-- WORK TO COMPLETE --
As an exercise, copy out the entries exactly as written.

-- INPUT RECORDS --
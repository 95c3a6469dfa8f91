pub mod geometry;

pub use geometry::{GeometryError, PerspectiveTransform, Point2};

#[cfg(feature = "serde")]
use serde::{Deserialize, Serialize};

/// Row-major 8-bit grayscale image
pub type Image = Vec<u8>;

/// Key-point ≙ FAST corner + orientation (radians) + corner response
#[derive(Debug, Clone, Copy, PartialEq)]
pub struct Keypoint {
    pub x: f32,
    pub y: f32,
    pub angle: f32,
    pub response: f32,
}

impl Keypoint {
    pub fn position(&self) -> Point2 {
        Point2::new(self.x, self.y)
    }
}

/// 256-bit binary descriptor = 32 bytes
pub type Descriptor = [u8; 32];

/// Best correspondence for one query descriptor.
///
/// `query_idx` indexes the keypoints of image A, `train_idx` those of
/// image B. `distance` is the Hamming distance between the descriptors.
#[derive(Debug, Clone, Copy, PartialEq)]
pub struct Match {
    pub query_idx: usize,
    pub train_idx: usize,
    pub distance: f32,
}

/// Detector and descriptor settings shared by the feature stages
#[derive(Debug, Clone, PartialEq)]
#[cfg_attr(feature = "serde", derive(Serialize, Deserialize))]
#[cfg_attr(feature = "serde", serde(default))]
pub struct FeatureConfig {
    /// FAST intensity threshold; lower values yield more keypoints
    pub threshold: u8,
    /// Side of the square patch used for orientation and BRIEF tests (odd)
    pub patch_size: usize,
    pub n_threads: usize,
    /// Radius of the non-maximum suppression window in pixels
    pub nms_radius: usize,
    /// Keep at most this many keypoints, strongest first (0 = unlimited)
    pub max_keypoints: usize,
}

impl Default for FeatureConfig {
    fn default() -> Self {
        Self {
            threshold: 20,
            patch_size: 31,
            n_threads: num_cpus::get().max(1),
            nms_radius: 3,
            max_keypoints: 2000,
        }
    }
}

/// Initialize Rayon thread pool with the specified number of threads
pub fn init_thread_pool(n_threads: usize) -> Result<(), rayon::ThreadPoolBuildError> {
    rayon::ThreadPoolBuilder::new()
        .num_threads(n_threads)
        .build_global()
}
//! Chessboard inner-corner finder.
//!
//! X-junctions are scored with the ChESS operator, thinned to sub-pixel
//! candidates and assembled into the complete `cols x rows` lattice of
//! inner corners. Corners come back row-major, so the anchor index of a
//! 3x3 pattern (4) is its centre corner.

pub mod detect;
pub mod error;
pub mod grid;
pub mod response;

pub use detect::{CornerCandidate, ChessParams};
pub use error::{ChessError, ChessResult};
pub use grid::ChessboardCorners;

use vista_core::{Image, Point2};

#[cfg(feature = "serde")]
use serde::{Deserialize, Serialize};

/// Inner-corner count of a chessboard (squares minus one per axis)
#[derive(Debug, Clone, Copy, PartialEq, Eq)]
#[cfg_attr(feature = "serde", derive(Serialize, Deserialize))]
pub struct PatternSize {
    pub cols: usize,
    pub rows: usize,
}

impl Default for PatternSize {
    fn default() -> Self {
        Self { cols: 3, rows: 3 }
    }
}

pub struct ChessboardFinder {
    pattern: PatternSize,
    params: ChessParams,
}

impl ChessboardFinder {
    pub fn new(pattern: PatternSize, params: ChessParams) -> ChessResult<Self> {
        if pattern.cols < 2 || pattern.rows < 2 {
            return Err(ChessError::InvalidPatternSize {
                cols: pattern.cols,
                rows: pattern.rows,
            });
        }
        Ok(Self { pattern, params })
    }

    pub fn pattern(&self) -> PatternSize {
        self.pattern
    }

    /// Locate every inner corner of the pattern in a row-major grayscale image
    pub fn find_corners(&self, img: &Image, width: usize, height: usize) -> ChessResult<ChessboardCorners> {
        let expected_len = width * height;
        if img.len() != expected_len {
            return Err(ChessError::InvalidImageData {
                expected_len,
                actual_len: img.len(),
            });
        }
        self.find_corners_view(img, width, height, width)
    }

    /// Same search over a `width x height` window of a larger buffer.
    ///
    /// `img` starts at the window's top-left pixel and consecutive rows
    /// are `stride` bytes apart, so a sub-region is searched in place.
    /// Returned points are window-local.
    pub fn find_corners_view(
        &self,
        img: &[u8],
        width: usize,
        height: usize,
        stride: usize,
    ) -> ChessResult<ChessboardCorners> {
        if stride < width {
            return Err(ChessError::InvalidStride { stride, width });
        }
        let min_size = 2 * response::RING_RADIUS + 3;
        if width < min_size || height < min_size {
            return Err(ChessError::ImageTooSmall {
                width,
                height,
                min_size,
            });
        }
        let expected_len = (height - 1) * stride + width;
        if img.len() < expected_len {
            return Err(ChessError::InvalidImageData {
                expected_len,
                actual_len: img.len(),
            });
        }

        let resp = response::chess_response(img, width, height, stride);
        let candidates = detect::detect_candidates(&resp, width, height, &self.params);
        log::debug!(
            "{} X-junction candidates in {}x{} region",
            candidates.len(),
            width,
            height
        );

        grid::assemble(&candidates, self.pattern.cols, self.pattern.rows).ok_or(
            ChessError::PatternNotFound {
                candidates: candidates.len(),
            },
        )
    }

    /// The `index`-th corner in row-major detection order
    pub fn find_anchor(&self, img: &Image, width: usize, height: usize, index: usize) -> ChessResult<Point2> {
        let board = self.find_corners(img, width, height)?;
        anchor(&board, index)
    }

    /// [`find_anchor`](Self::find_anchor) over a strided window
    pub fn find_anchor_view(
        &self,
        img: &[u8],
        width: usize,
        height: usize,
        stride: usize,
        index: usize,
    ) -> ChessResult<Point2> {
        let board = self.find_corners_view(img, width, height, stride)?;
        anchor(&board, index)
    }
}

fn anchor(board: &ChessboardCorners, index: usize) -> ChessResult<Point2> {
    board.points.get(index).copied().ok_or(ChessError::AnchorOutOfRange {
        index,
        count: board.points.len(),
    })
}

-- TASK RESPONSE --
repository 95c3a6469dfa8f91
pub mod geometry;

pub use geometry::{GeometryError, PerspectiveTransform, Point2};

#[cfg(feature = "serde")]
use serde::{Deserialize, Serialize};

/// Row-major 8-bit grayscale image
pub type Image = Vec<u8>;

/// Key-point ≙ FAST corner + orientation (radians) + corner response
#[derive(Debug, Clone, Copy, PartialEq)]
pub struct Keypoint {
    pub x: f32,
    pub y: f32,
    pub angle: f32,
    pub response: f32,
}

impl Keypoint {
    pub fn position(&self) -> Point2 {
        Point2::new(self.x, self.y)
    }
}

/// 256-bit binary descriptor = 32 bytes
pub type Descriptor = [u8; 32];

/// Best correspondence for one query descriptor.
///
/// `query_idx` indexes the keypoints of image A, `train_idx` those of
/// image B. `distance` is the Hamming distance between the descriptors.
#[derive(Debug, Clone, Copy, PartialEq)]
pub struct Match {
    pub query_idx: usize,
    pub train_idx: usize,
    pub distance: f32,
}

/// Detector and descriptor settings shared by the feature stages
#[derive(Debug, Clone, PartialEq)]
#[cfg_attr(feature = "serde", derive(Serialize, Deserialize))]
#[cfg_attr(feature = "serde", serde(default))]
pub struct FeatureConfig {
    /// FAST intensity threshold; lower values yield more keypoints
    pub threshold: u8,
    /// Side of the square patch used for orientation and BRIEF tests (odd)
    pub patch_size: usize,
    pub n_threads: usize,
    /// Radius of the non-maximum suppression window in pixels
    pub nms_radius: usize,
    /// Keep at most this many keypoints, strongest first (0 = unlimited)
    pub max_keypoints: usize,
}

impl Default for FeatureConfig {
    fn default() -> Self {
        Self {
            threshold: 20,
            patch_size: 31,
            n_threads: num_cpus::get().max(1),
            nms_radius: 3,
            max_keypoints: 2000,
        }
    }
}

/// Initialize Rayon thread pool with the specified number of threads
pub fn init_thread_pool(n_threads: usize) -> Result<(), rayon::ThreadPoolBuildError> {
    rayon::ThreadPoolBuilder::new()
        .num_threads(n_threads)
        .build_global()
}
//! Chessboard inner-corner finder.
//!
//! X-junctions are scored with the ChESS operator, thinned to sub-pixel
//! candidates and assembled into the complete `cols x rows` lattice of
//! inner corners. Corners come back row-major, so the anchor index of a
//! 3x3 pattern (4) is its centre corner.

pub mod detect;
pub mod error;
pub mod grid;
pub mod response;

pub use detect::{CornerCandidate, ChessParams};
pub use error::{ChessError, ChessResult};
pub use grid::ChessboardCorners;

use vista_core::{Image, Point2};

#[cfg(feature = "serde")]
use serde::{Deserialize, Serialize};

/// Inner-corner count of a chessboard (squares minus one per axis)
#[derive(Debug, Clone, Copy, PartialEq, Eq)]
#[cfg_attr(feature = "serde", derive(Serialize, Deserialize))]
pub struct PatternSize {
    pub cols: usize,
    pub rows: usize,
}

impl Default for PatternSize {
    fn default() -> Self {
        Self { cols: 3, rows: 3 }
    }
}

pub struct ChessboardFinder {
    pattern: PatternSize,
    params: ChessParams,
}

impl ChessboardFinder {
    pub fn new(pattern: PatternSize, params: ChessParams) -> ChessResult<Self> {
        if pattern.cols < 2 || pattern.rows < 2 {
            return Err(ChessError::InvalidPatternSize {
                cols: pattern.cols,
                rows: pattern.rows,
            });
        }
        Ok(Self { pattern, params })
    }

    pub fn pattern(&self) -> PatternSize {
        self.pattern
    }

    /// Locate every inner corner of the pattern in a row-major grayscale image
    pub fn find_corners(&self, img: &Image, width: usize, height: usize) -> ChessResult<ChessboardCorners> {
        let expected_len = width * height;
        if img.len() != expected_len {
            return Err(ChessError::InvalidImageData {
                expected_len,
                actual_len: img.len(),
            });
        }
        self.find_corners_view(img, width, height, width)
    }

    /// Same search over a `width x height` window of a larger buffer.
    ///
    /// `img` starts at the window's top-left pixel and consecutive rows
    /// are `stride` bytes apart, so a sub-region is searched in place.
    /// Returned points are window-local.
    pub fn find_corners_view(
        &self,
        img: &[u8],
        width: usize,
        height: usize,
        stride: usize,
    ) -> ChessResult<ChessboardCorners> {
        if stride < width {
            return Err(ChessError::InvalidStride { stride, width });
        }
        let min_size = 2 * response::RING_RADIUS + 3;
        if width < min_size || height < min_size {
            return Err(ChessError::ImageTooSmall {
                width,
                height,
                min_size,
            });
        }
        let expected_len = (height - 1) * stride + width;
        if img.len() < expected_len {
            return Err(ChessError::InvalidImageData {
                expected_len,
                actual_len: img.len(),
            });
        }

        let resp = response::chess_response(img, width, height, stride);
        let candidates = detect::detect_candidates(&resp, width, height, &self.params);
        log::debug!(
            "{} X-junction candidates in {}x{} region",
            candidates.len(),
            width,
            height
        );

        grid::assemble(&candidates, self.pattern.cols, self.pattern.rows).ok_or(
            ChessError::PatternNotFound {
                candidates: candidates.len(),
            },
        )
    }

    /// The `index`-th corner in row-major detection order
    pub fn find_anchor(&self, img: &Image, width: usize, height: usize, index: usize) -> ChessResult<Point2> {
        let board = self.find_corners(img, width, height)?;
        anchor(&board, index)
    }

    /// [`find_anchor`](Self::find_anchor) over a strided window
    pub fn find_anchor_view(
        &self,
        img: &[u8],
        width: usize,
        height: usize,
        stride: usize,
        index: usize,
    ) -> ChessResult<Point2> {
        let board = self.find_corners_view(img, width, height, stride)?;
        anchor(&board, index)
    }
}

fn anchor(board: &ChessboardCorners, index: usize) -> ChessResult<Point2> {
    board.points.get(index).copied().ok_or(ChessError::AnchorOutOfRange {
        index,
        count: board.points.len(),
    })
}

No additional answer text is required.